*** Available data Section Begins ***

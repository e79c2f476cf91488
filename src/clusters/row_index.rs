//! # Row index
//!
//! Clusters of a single `(sector, row)` stored in ascending `z`, together with a coarse
//! bucket table over `z`:
//!
//! ```text
//! bucket[k] = first position i such that clusters[i].z >= z_origin + k * bucket_width
//! ```
//!
//! The table is monotonic non-decreasing. A lower-bound query first reads the bucket
//! covering `z` (an O(1) array access) and then bisects only inside that bucket.
//!
//! Window queries never trust the buckets for the final answer: every candidate is
//! checked against the road explicitly.

use std::ops::Range;

use crate::clusters::Cluster;
use crate::constants::Centimeter;

/// Default bucket width along `z`.
pub const DEFAULT_BUCKET_WIDTH: Centimeter = 1.0;

/// Upper bound on the bucket table length; wider spans get wider buckets.
pub const MAX_BUCKETS: usize = 4096;

#[derive(Debug, Clone, Default)]
pub struct RowIndex {
    clusters: Vec<Cluster>,
    /// Position of each stored cluster in the caller's input sequence
    sources: Vec<usize>,
    z_origin: Centimeter,
    bucket_width: Centimeter,
    buckets: Vec<u32>,
}

/// Closest cluster found inside a road.
#[derive(Debug, Clone, Copy)]
pub struct RowHit<'a> {
    pub index: usize,
    pub cluster: &'a Cluster,
    /// `(Δy/road_y)² + (Δz/road_z)²`
    pub distance: f64,
}

impl RowIndex {
    /// Sort `entries` by `z` and build the bucket table.
    ///
    /// Arguments
    /// -----------------
    /// * `entries`: clusters paired with their position in the input sequence.
    /// * `bucket_width`: requested width of a bucket along `z`. Non-positive widths fall
    ///   back to [`DEFAULT_BUCKET_WIDTH`], and the width grows when the `z` span would
    ///   need more than [`MAX_BUCKETS`] buckets.
    pub fn build(mut entries: Vec<(usize, Cluster)>, bucket_width: Centimeter) -> Self {
        entries.sort_by(|a, b| a.1.z.total_cmp(&b.1.z).then(a.0.cmp(&b.0)));
        let (sources, clusters): (Vec<usize>, Vec<Cluster>) = entries.into_iter().unzip();

        let mut bucket_width = if bucket_width > 0.0 && bucket_width.is_finite() {
            bucket_width
        } else {
            DEFAULT_BUCKET_WIDTH
        };
        let (z_origin, buckets) = match (clusters.first(), clusters.last()) {
            (Some(first), Some(last)) => {
                let z_origin = first.z.floor();
                let span = last.z - z_origin;
                bucket_width = bucket_width.max(span / (MAX_BUCKETS - 2) as f64);
                let n_buckets = ((span / bucket_width).floor() as usize + 2).min(MAX_BUCKETS);
                let buckets = (0..n_buckets)
                    .map(|k| {
                        let edge = z_origin + k as f64 * bucket_width;
                        clusters.partition_point(|c| c.z < edge) as u32
                    })
                    .collect();
                (z_origin, buckets)
            }
            _ => (0.0, Vec::new()),
        };

        RowIndex {
            clusters,
            sources,
            z_origin,
            bucket_width,
            buckets,
        }
    }

    #[inline]
    pub fn len(&self) -> usize {
        self.clusters.len()
    }

    #[inline]
    pub fn is_empty(&self) -> bool {
        self.clusters.is_empty()
    }

    #[inline]
    pub fn get(&self, index: usize) -> Option<&Cluster> {
        self.clusters.get(index)
    }

    #[inline]
    pub fn source(&self, index: usize) -> Option<usize> {
        self.sources.get(index).copied()
    }

    pub fn clusters(&self) -> &[Cluster] {
        &self.clusters
    }

    /// Bucket table, exposed for invariant checks.
    pub fn buckets(&self) -> &[u32] {
        &self.buckets
    }

    /// First position whose cluster has `z >= z`.
    pub fn lower_bound(&self, z: Centimeter) -> usize {
        if self.clusters.is_empty() || z.is_nan() {
            return self.clusters.len();
        }
        let k = ((z - self.z_origin) / self.bucket_width).floor();
        if k < 0.0 {
            return 0;
        }
        let k = k as usize;
        if k + 1 >= self.buckets.len() {
            return self.clusters.len();
        }
        let lo = self.buckets[k] as usize;
        let hi = self.buckets[k + 1] as usize;
        // rounding at a bucket edge: fall back to a full bisection
        let below_ok = lo == 0 || self.clusters[lo - 1].z < z;
        let above_ok = hi == self.clusters.len() || self.clusters[hi].z >= z;
        if !(below_ok && above_ok) {
            return self.clusters.partition_point(|c| c.z < z);
        }
        lo + self.clusters[lo..hi].partition_point(|c| c.z < z)
    }

    /// Positions of the clusters with `z_min <= z <= z_max`.
    pub fn z_window(&self, z_min: Centimeter, z_max: Centimeter) -> Range<usize> {
        let start = self.lower_bound(z_min);
        let end = start + self.clusters[start..].partition_point(|c| c.z <= z_max);
        start..end
    }

    /// Closest cluster inside the rectangular road around `(y, z)`.
    ///
    /// Arguments
    /// -----------------
    /// * `y`, `z`: predicted position.
    /// * `road_y`, `road_z`: half-widths of the road (must be > 0).
    ///
    /// Return
    /// ----------
    /// * The cluster minimizing `(Δy/road_y)² + (Δz/road_z)²` among those with
    ///   `|Δy| <= road_y` and `|Δz| <= road_z`, or `None` when the road is empty.
    pub fn nearest(
        &self,
        y: Centimeter,
        z: Centimeter,
        road_y: Centimeter,
        road_z: Centimeter,
    ) -> Option<RowHit<'_>> {
        if !(road_y > 0.0 && road_z > 0.0) {
            return None;
        }
        let mut best: Option<RowHit<'_>> = None;
        for index in self.z_window(z - road_z, z + road_z) {
            let cluster = &self.clusters[index];
            let dy = cluster.y - y;
            let dz = cluster.z - z;
            if dy.abs() > road_y || dz.abs() > road_z {
                continue;
            }
            let distance = (dy / road_y).powi(2) + (dz / road_z).powi(2);
            if best.map_or(true, |b| distance < b.distance) {
                best = Some(RowHit {
                    index,
                    cluster,
                    distance,
                });
            }
        }
        best
    }
}
impl DetectorGeometryBuilder {
    /// Start from [`DetectorGeometry::standard`].
    pub fn new() -> Self {
        Self {
            geometry: DetectorGeometry::standard(),
        }
    }

    /// Set the number of sectors. The frame offset follows (half a sector).
    pub fn n_sectors(mut self, v: usize) -> Self {
        self.geometry.n_sectors = v;
        if v > 0 {
            self.geometry.alpha_shift = 0.5 * DPI / v as f64;
        }
        self
    }
    pub fn alpha_shift(mut self, v: Radian) -> Self {
        self.geometry.alpha_shift = v;
        self
    }
    pub fn rows(mut self, v: Vec<PadRow>) -> Self {
        self.geometry.rows = v;
        self
    }
    /// Replace the layout with `n` identical rows starting at `first_radius`.
    pub fn uniform_rows(
        mut self,
        n: usize,
        first_radius: Centimeter,
        pitch: Centimeter,
        pad_width: Centimeter,
    ) -> Self {
        self.geometry.rows = (0..n)
            .map(|i| PadRow::new(first_radius + pitch * i as f64, pitch, pad_width))
            .collect();
        self
    }
    pub fn bz(mut self, v: KiloGauss) -> Self {
        self.geometry.bz = v;
        self
    }
    pub fn z_length(mut self, v: Centimeter) -> Self {
        self.geometry.z_length = v;
        self
    }
    pub fn dead_zone(mut self, v: Centimeter) -> Self {
        self.geometry.dead_zone = v;
        self
    }
    pub fn ctg_range(mut self, v: f64) -> Self {
        self.geometry.ctg_range = v;
        self
    }
    pub fn diff_t(mut self, v: f64) -> Self {
        self.geometry.diff_t = v;
        self
    }
    pub fn diff_l(mut self, v: f64) -> Self {
        self.geometry.diff_l = v;
        self
    }
    pub fn z_sigma(mut self, v: Centimeter) -> Self {
        self.geometry.z_sigma = v;
        self
    }
    pub fn vertex(mut self, v: Vertex) -> Self {
        self.geometry.vertex = v;
        self
    }

    #[inline]
    fn gt0(x: f64) -> bool {
        x.partial_cmp(&0.0) == Some(Greater)
    }

    #[inline]
    fn ge0(x: f64) -> bool {
        matches!(x.partial_cmp(&0.0), Some(Greater) | Some(Equal))
    }

    /// Finalize the builder.
    ///
    /// Validation rules
    /// -----------------
    /// * at least 3 sectors and 8 pad rows,
    /// * row radii strictly positive and strictly increasing, pad sizes strictly positive,
    /// * the sector half-width at the first row must exceed the dead zone,
    /// * `z_length > 0`, `ctg_range > 0`, `z_sigma > 0`,
    /// * diffusion constants, dead zone and vertex spreads non-negative,
    /// * `bz` finite (zero is allowed: straight tracks).
    pub fn build(self) -> Result<DetectorGeometry, TrackerError> {
        let g = &self.geometry;

        if g.n_sectors < 3 {
            return Err(TrackerError::InvalidGeometry(
                "at least 3 sectors are required".into(),
            ));
        }
        if g.rows.len() < 8 {
            return Err(TrackerError::InvalidGeometry(
                "at least 8 pad rows are required".into(),
            ));
        }
        if !g.rows.iter().all(|r| {
            Self::gt0(r.radius) && Self::gt0(r.pad_length) && Self::gt0(r.pad_width)
        }) {
            return Err(TrackerError::InvalidGeometry(
                "row radius and pad sizes must be > 0".into(),
            ));
        }
        if !g.rows.windows(2).all(|w| w[0].radius < w[1].radius) {
            return Err(TrackerError::InvalidGeometry(
                "row radii must be strictly increasing".into(),
            ));
        }
        if !Self::gt0(g.z_length) || !Self::gt0(g.ctg_range) || !Self::gt0(g.z_sigma) {
            return Err(TrackerError::InvalidGeometry(
                "z_length, ctg_range and z_sigma must be > 0".into(),
            ));
        }
        if !Self::ge0(g.diff_t) || !Self::ge0(g.diff_l) || !Self::ge0(g.dead_zone) {
            return Err(TrackerError::InvalidGeometry(
                "diffusion constants and dead zone must be >= 0".into(),
            ));
        }
        if !Self::ge0(g.vertex.sigma_y) || !Self::ge0(g.vertex.sigma_z) {
            return Err(TrackerError::InvalidGeometry(
                "vertex spreads must be >= 0".into(),
            ));
        }
        if !g.bz.is_finite() || !g.alpha_shift.is_finite() {
            return Err(TrackerError::InvalidGeometry(
                "bz and alpha_shift must be finite".into(),
            ));
        }
        if g.max_y(0) <= g.dead_zone {
            return Err(TrackerError::InvalidGeometry(
                "dead zone covers the whole innermost row".into(),
            ));
        }

        Ok(self.geometry)
    }
}

#[cfg(test)]
mod test_geometry {
    use super::*;
    use approx::assert_relative_eq;

    #[test]
    fn standard_layout() {
        let g = DetectorGeometry::standard();
        assert_eq!(g.n_rows(), 159);
        assert_eq!(g.n_sectors(), 18);
        assert_eq!(g.row(0).regime, PadRegime::Short);
        assert_eq!(g.row(63).regime, PadRegime::Medium);
        assert_eq!(g.row(158).regime, PadRegime::Long);
        assert_relative_eq!(g.radius(62), 85.225 + 0.75 * 62.0, epsilon = 1e-12);
        assert_relative_eq!(g.radius(158), 199.35 + 1.5 * 31.0, epsilon = 1e-12);
    }

    #[test]
    fn frames_round_trip() {
        let g = DetectorGeometry::standard();
        for s in 0..g.n_sectors() {
            let (x, y) = g.to_local(s, 120.0, -35.0);
            let (gx, gy) = g.to_global(s, x, y);
            assert_relative_eq!(gx, 120.0, epsilon = 1e-10);
            assert_relative_eq!(gy, -35.0, epsilon = 1e-10);
        }
    }

    #[test]
    fn sector_lookup_matches_frame() {
        let g = DetectorGeometry::standard();
        for s in 0..g.n_sectors() {
            let phi = g.sector_alpha(s);
            assert_eq!(g.sector_of_angle(phi), s);
            // the sector centre lies on the local x axis
            let (gx, gy) = (150.0 * phi.cos(), 150.0 * phi.sin());
            let (_, y) = g.to_local(s, gx, gy);
            assert!(y.abs() < 1e-9);
        }
        assert_eq!(g.neighbour_sector(0, -1), 17);
        assert_eq!(g.neighbour_sector(17, 1), 0);
        assert_eq!(g.sector_distance(0, 17), 1);
    }

    #[test]
    fn dead_zone_and_acceptance() {
        let g = DetectorGeometry::standard();
        let ymax = g.max_y(10);
        assert!(g.in_dead_zone(10, ymax - 0.5));
        assert!(!g.in_dead_zone(10, ymax - 5.0));
        assert!(g.in_acceptance(10, 30.0));
        assert!(!g.in_acceptance(10, 260.0));
        assert_relative_eq!(g.drift_length(-50.0), 200.0);
    }

    #[test]
    fn builder_rejects_bad_layouts() {
        let err = DetectorGeometry::builder().n_sectors(2).build().unwrap_err();
        assert!(matches!(err, TrackerError::InvalidGeometry(_)));

        let rows = vec![PadRow::new(100.0, 1.0, 0.5), PadRow::new(99.0, 1.0, 0.5)];
        assert!(DetectorGeometry::builder().rows(rows).build().is_err());

        assert!(DetectorGeometry::builder().z_length(-1.0).build().is_err());
        assert!(DetectorGeometry::builder().diff_t(f64::NAN).build().is_err());

        let g = DetectorGeometry::builder()
            .uniform_rows(100, 100.0, 1.0, 0.5)
            .bz(0.0)
            .build()
            .unwrap();
        assert_eq!(g.n_rows(), 100);
        assert_eq!(g.row(0).regime, PadRegime::Medium);
    }
}
//! # Helix parameters from three points
//!
//! Closed-form estimates of the seed state from three support points, with the outer
//! point `p1` as the reference:
//!
//! * [`curvature`] – signed curvature of the circle through three `(x, y)` points,
//! * [`center_offset`] – `η = C · x_center`, so that `snp(x) = C·x − η`,
//! * [`dip_tangent`] – `tan λ = Δz / Δs` with `Δs` the exact arc length between two points,
//! * [`state_from_points`] – the full `(y, z, snp, tgl, C)` at `p1`,
//! * [`seed_covariance`] – covariance propagated through the numerical Jacobian of any
//!   seed map over its six support coordinates.
//!
//! Positive curvature means the track turns counter-clockwise when moving towards larger
//! `x`. Degenerate inputs never produce NaN: collinear points give `C = 0`, coincident
//! points give [`DEGENERATE_CURVATURE`].

use nalgebra::{SMatrix, SVector};

use crate::constants::{
    Centimeter, Curvature, StateCovariance, StateVector, COLLINEAR_EPS, DEGENERATE_CURVATURE,
};
use crate::track::param::arc_from_chord;

/// Six support coordinates of a seed, `(y1, z1, y2, z2, y3, z3)`.
pub type SupportVector = SVector<f64, 6>;

/// A support point `(x, y, z)` in the local frame.
pub type Point = [Centimeter; 3];

const COINCIDENT_EPS: f64 = 1.0e-9;

#[inline]
fn coincident(ax: f64, ay: f64) -> bool {
    ax.abs() < COINCIDENT_EPS && ay.abs() < COINCIDENT_EPS
}

/// Circle centre relative to `p1`, and the orientation determinant.
fn centre_from_p1(
    x1: f64,
    y1: f64,
    x2: f64,
    y2: f64,
    x3: f64,
    y3: f64,
) -> Result<(f64, f64, f64), Degeneracy> {
    let (ax, ay) = (x2 - x1, y2 - y1);
    let (bx, by) = (x3 - x1, y3 - y1);
    if coincident(ax, ay) || coincident(bx, by) || coincident(bx - ax, by - ay) {
        return Err(Degeneracy::Coincident);
    }
    let det = bx * ay - ax * by;
    if det.abs() < COLLINEAR_EPS {
        return Err(Degeneracy::Collinear);
    }
    let u = 0.5 * (ax * (ax - bx) + ay * (ay - by)) / det;
    Ok((0.5 * bx - by * u, 0.5 * by + bx * u, det))
}

enum Degeneracy {
    Collinear,
    Coincident,
}

/// Signed curvature of the circle through three points.
///
/// Arguments
/// -----------------
/// * `(x1, y1)`: outer reference point.
/// * `(x2, y2)`, `(x3, y3)`: the two other points, ordered towards the inside.
///
/// Return
/// ----------
/// * `C = ±1/R`, positive for a counter-clockwise turn from `p3` to `p1`.
/// * `0.0` for collinear points.
/// * [`DEGENERATE_CURVATURE`] when two points coincide.
pub fn curvature(x1: f64, y1: f64, x2: f64, y2: f64, x3: f64, y3: f64) -> Curvature {
    match centre_from_p1(x1, y1, x2, y2, x3, y3) {
        Ok((x0, y0, det)) => det.signum() / (x0 * x0 + y0 * y0).sqrt(),
        Err(Degeneracy::Collinear) => 0.0,
        Err(Degeneracy::Coincident) => DEGENERATE_CURVATURE,
    }
}

/// Offset `η` of the circle through three points, such that `snp(x) = C·x − η`.
///
/// For collinear points the line direction is used: `η = −sin φ` of the chord from `p3`
/// to `p1`. Coincident points return `0.0`.
pub fn center_offset(x1: f64, y1: f64, x2: f64, y2: f64, x3: f64, y3: f64) -> f64 {
    match centre_from_p1(x1, y1, x2, y2, x3, y3) {
        Ok((x0, y0, det)) => {
            let c = det.signum() / (x0 * x0 + y0 * y0).sqrt();
            c * (x1 + x0)
        }
        Err(Degeneracy::Collinear) => {
            let d = (x1 - x3).hypot(y1 - y3);
            -(y1 - y3) / d
        }
        Err(Degeneracy::Coincident) => 0.0,
    }
}

/// Dip tangent between two points on a circle of curvature `c`.
///
/// Return
/// ----------
/// * `(z1 − z2) / Δs` with `Δs` the arc length from `p2` to `p1`, signed by `x1 − x2`.
///   Falls back to the chord length when `c ≈ 0`. Returns `0.0` for coincident points
///   or when the chord cannot lie on such a circle (`|c · chord / 2| > 1`).
pub fn dip_tangent(x1: f64, y1: f64, z1: f64, x2: f64, y2: f64, z2: f64, c: Curvature) -> f64 {
    let chord = (x1 - x2).hypot(y1 - y2);
    if chord < COINCIDENT_EPS || (0.5 * chord * c).abs() > 1.0 {
        return 0.0;
    }
    let arc = arc_from_chord(chord, c).abs();
    let sign = if x1 >= x2 { 1.0 } else { -1.0 };
    sign * (z1 - z2) / arc
}

/// Seed state at `p1` from three points.
///
/// Arguments
/// -----------------
/// * `points`: `[p1, p2, p3]`, outer to inner.
/// * `dip_from`: index (1 or 2) of the point paired with `p1` for the dip tangent.
///
/// Return
/// ----------
/// * `(y1, z1, C·x1 − η, tgl, C)`, or `None` when two points coincide.
pub fn state_from_points(points: &[Point; 3], dip_from: usize) -> Option<StateVector> {
    let [p1, p2, p3] = points;
    let c = curvature(p1[0], p1[1], p2[0], p2[1], p3[0], p3[1]);
    if c == DEGENERATE_CURVATURE {
        return None;
    }
    let eta = center_offset(p1[0], p1[1], p2[0], p2[1], p3[0], p3[1]);
    let q = &points[dip_from];
    let tgl = dip_tangent(p1[0], p1[1], p1[2], q[0], q[1], q[2], c);
    Some(StateVector::new(p1[1], p1[2], c * p1[0] - eta, tgl, c))
}

/// Covariance of a seed state from the variances of its support coordinates.
///
/// Arguments
/// -----------------
/// * `map`: seed map from the six support coordinates to the state.
/// * `support`: the nominal support coordinates.
/// * `variances`: variance of each support coordinate.
/// * `step`: forward finite-difference step.
///
/// Return
/// ----------
/// * `J · diag(variances) · Jᵀ` with `J` the 5×6 forward-difference Jacobian, or `None`
///   if the map fails at the nominal point or any shifted point.
pub fn seed_covariance<F>(
    map: F,
    support: &SupportVector,
    variances: &SupportVector,
    step: f64,
) -> Option<StateCovariance>
where
    F: Fn(&SupportVector) -> Option<StateVector>,
{
    let base = map(support)?;
    let mut jac = SMatrix::<f64, 5, 6>::zeros();
    for k in 0..6 {
        let mut shifted = *support;
        shifted[k] += step;
        let moved = map(&shifted)?;
        jac.set_column(k, &((moved - base) / step));
    }
    let m = SMatrix::<f64, 6, 6>::from_diagonal(variances);
    let cov = jac * m * jac.transpose();
    Some((cov + cov.transpose()) * 0.5)
}
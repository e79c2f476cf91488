mod common;

use approx::assert_relative_eq;
use rand::rngs::StdRng;
use rand::SeedableRng;

use common::{particle_clusters, Particle, Smearing};
use tpctrack::constants::B2C;
use tpctrack::geometry::DetectorGeometry;
use tpctrack::params::{SeedCuts, SeedingPass, TrackerParams};
use tpctrack::seeding::SeedingPolicy;
use tpctrack::track::candidate::TrackStatus;
use tpctrack::Tracker;

fn hundred_rows() -> DetectorGeometry {
    DetectorGeometry::builder()
        .uniform_rows(100, 100.0, 1.0, 0.5)
        .build()
        .unwrap()
}

fn centred_particle(geometry: &DetectorGeometry, curvature: f64, label: i32) -> Particle {
    Particle {
        phi0: geometry.sector_alpha(0),
        curvature,
        tgl: 0.2,
        z0: 0.0,
        label,
    }
}

#[test]
fn clean_track_uses_every_row() {
    let geometry = hundred_rows();
    let particle = centred_particle(&geometry, 0.001, 0);
    let mut rng = StdRng::seed_from_u64(1);
    let clusters = particle_clusters(&geometry, &particle, &Smearing::NONE, &mut rng);
    assert_eq!(clusters.len(), 100);

    let tracker = Tracker::new(geometry, TrackerParams::default()).unwrap();
    let event = tracker.reconstruct(clusters);

    assert_eq!(event.tracks.len(), 1);
    let track = &event.tracks[0];
    assert_eq!(track.n_found, 100);
    assert_eq!(track.n_foundable, 100);
    assert_eq!(track.n_shared, 0);
    assert_eq!(track.status, TrackStatus::Active);
    assert_eq!(track.origin.policy, SeedingPolicy::VertexConstrained);
    assert_eq!(track.label, Some(0));
    assert_relative_eq!(track.state[4], 0.001, max_relative = 1e-3);
    assert_relative_eq!(track.state[3], 0.2, max_relative = 1e-3);
    assert_relative_eq!(track.pt, B2C * 5.0 / 0.001, max_relative = 1e-3);
    // the refit leaves the state at the outermost row
    assert_relative_eq!(track.x, 199.0, epsilon = 1e-9);
    assert_eq!(event.summary.cluster_usage, [0, 0, 100, 0]);
    let mut sources = track.sources.clone();
    sources.sort_unstable();
    assert_eq!(sources, (0..100).collect::<Vec<_>>());
}

#[test]
fn crossing_tracks_keep_their_own_clusters() {
    let geometry = hundred_rows();
    let mut rng = StdRng::seed_from_u64(2);
    let a = centred_particle(&geometry, 0.0015, 0);
    let b = Particle {
        tgl: -0.3,
        label: 1,
        ..centred_particle(&geometry, -0.0015, 1)
    };
    let mut clusters = particle_clusters(&geometry, &a, &Smearing::REALISTIC, &mut rng);
    clusters.extend(particle_clusters(&geometry, &b, &Smearing::REALISTIC, &mut rng));

    let tracker = Tracker::new(geometry, TrackerParams::default()).unwrap();
    let event = tracker.reconstruct(clusters);

    let mut labels = event.tracks.iter().filter_map(|t| t.label).collect::<Vec<_>>();
    labels.sort_unstable();
    assert_eq!(labels, vec![0, 1]);
    for track in &event.tracks {
        assert!(track.n_found >= 90);
        assert_eq!(track.n_shared, 0);
        assert!(track.state[4].signum() == if track.label == Some(0) { 1.0 } else { -1.0 });
    }
}

#[test]
fn unconstrained_schedule_finds_the_same_track() {
    let geometry = hundred_rows();
    let particle = centred_particle(&geometry, 0.001, 3);
    let mut rng = StdRng::seed_from_u64(3);
    let clusters = particle_clusters(&geometry, &particle, &Smearing::REALISTIC, &mut rng);

    let pass = SeedingPass {
        policy: SeedingPolicy::Unconstrained,
        outer_row: 99,
        inner_row: 80,
        cuts: SeedCuts::LOOSE,
    };
    let params = TrackerParams::builder().passes(vec![pass]).build().unwrap();
    let tracker = Tracker::new(geometry, params).unwrap();
    let event = tracker.reconstruct(clusters);

    assert_eq!(event.tracks.len(), 1);
    let track = &event.tracks[0];
    assert_eq!(track.label, Some(3));
    assert_eq!(track.origin.policy, SeedingPolicy::Unconstrained);
    assert!(track.n_found >= 90);
    let [_, provisional, owned, shared] = event.summary.cluster_usage;
    assert_eq!(provisional, 0);
    assert_eq!(shared, 0);
    assert_eq!(owned, track.n_found as usize);
}

#[test]
fn reconstruction_is_deterministic() {
    let geometry = hundred_rows();
    let mut rng = StdRng::seed_from_u64(4);
    let mut clusters = Vec::new();
    for (k, c) in [0.001, -0.002, 0.0005].into_iter().enumerate() {
        let p = Particle {
            phi0: geometry.sector_alpha(k * 3),
            ..centred_particle(&geometry, c, k as i32)
        };
        clusters.extend(particle_clusters(&geometry, &p, &Smearing::REALISTIC, &mut rng));
    }
    let tracker = Tracker::new(geometry, TrackerParams::default()).unwrap();
    let first = tracker.reconstruct(clusters.clone());
    let second = tracker.reconstruct(clusters);
    assert_eq!(first, second);
    assert_eq!(first.tracks.len(), 3);
}
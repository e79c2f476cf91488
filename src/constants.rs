//! # Constants and type definitions for tpctrack
//!
//! This module centralizes the **physical constants**, **numeric sentinels**, and **common type
//! aliases** used throughout the tracker.
//!
//! ## Overview
//!
//! - Field-to-curvature conversion factor
//! - Numeric guards on the local track direction (`snp`)
//! - Sentinels returned by degenerate geometry (χ², curvature)
//! - Unit aliases used in signatures (`Centimeter`, `Radian`, `KiloGauss`)
//!
//! Every module depends on these definitions; none of them are tunable at run time.
//! Tunable thresholds live in [`crate::params::TrackerParams`].

// -------------------------------------------------------------------------------------------------
// Physical constants
// -------------------------------------------------------------------------------------------------

/// 2π
pub const DPI: f64 = 2. * std::f64::consts::PI;

/// Curvature / momentum conversion: `C [1/cm] = B2C * Bz [kG] / pt [GeV/c]`
pub const B2C: f64 = 0.299_792_458e-3;

/// Transverse momentum reported for a track with vanishing curvature (GeV/c)
pub const MAX_REPORTED_PT: f64 = 1.0e3;

// -------------------------------------------------------------------------------------------------
// Numeric guards and sentinels
// -------------------------------------------------------------------------------------------------

/// Hard limit on `|snp|`: beyond this the track is (almost) tangent to a pad row.
pub const ALMOST_ONE: f64 = 0.999;

/// Value returned by [`predicted_chi2`](crate::track::param::TrackParam::predicted_chi2)
/// when the residual covariance cannot be inverted.
pub const CHI2_SENTINEL: f64 = 1.0e10;

/// Curvature reported for coincident support points.
///
/// Large enough to fail every seeding curvature cut, finite so it never poisons arithmetic.
pub const DEGENERATE_CURVATURE: f64 = 100.0;

/// Determinant threshold below which three support points are treated as collinear.
pub const COLLINEAR_EPS: f64 = 1.0e-10;

/// Determinant threshold of the 2×2 residual covariance.
pub const SINGULAR_EPS: f64 = 1.0e-30;

/// Maximum overlap partners recorded per track before overflow is reported.
pub const MAX_OVERLAP_PARTNERS: usize = 4;

/// Number of truth labels carried by a cluster.
pub const N_LABELS: usize = 3;

// -------------------------------------------------------------------------------------------------
// Type aliases
// -------------------------------------------------------------------------------------------------

/// Length in centimeters
pub type Centimeter = f64;

/// Angle in radians
pub type Radian = f64;

/// Magnetic field in kilogauss
pub type KiloGauss = f64;

/// Signed curvature in 1/cm
pub type Curvature = f64;

/// Five-parameter local track state `(y, z, snp, tgl, C)`
pub type StateVector = nalgebra::Vector5<f64>;

/// Symmetric 5×5 covariance of a [`StateVector`]
pub type StateCovariance = nalgebra::Matrix5<f64>;

/// Identifier of a track candidate, unique within an event
pub type TrackId = u32;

*** Available data Section Ends ***

What you need to do = Set down precisely the lines above between the line holding "with a coarse" and the line holding "use std::ops::Range;", inclusive, and nothing beyond them.

Output below =
//! Clusters of a single `(sector, row)` stored in ascending `z`, together with a coarse
//! bucket table over `z`:
//!
//! ```text
//! bucket[k] = first position i such that clusters[i].z >= z_origin + k * bucket_width
//! ```
//!
//! The table is monotonic non-decreasing. A lower-bound query first reads the bucket
//! covering `z` (an O(1) array access) and then bisects only inside that bucket.
//!
//! Window queries never trust the buckets for the final answer: every candidate is
//! checked against the road explicitly.

use std::ops::Range;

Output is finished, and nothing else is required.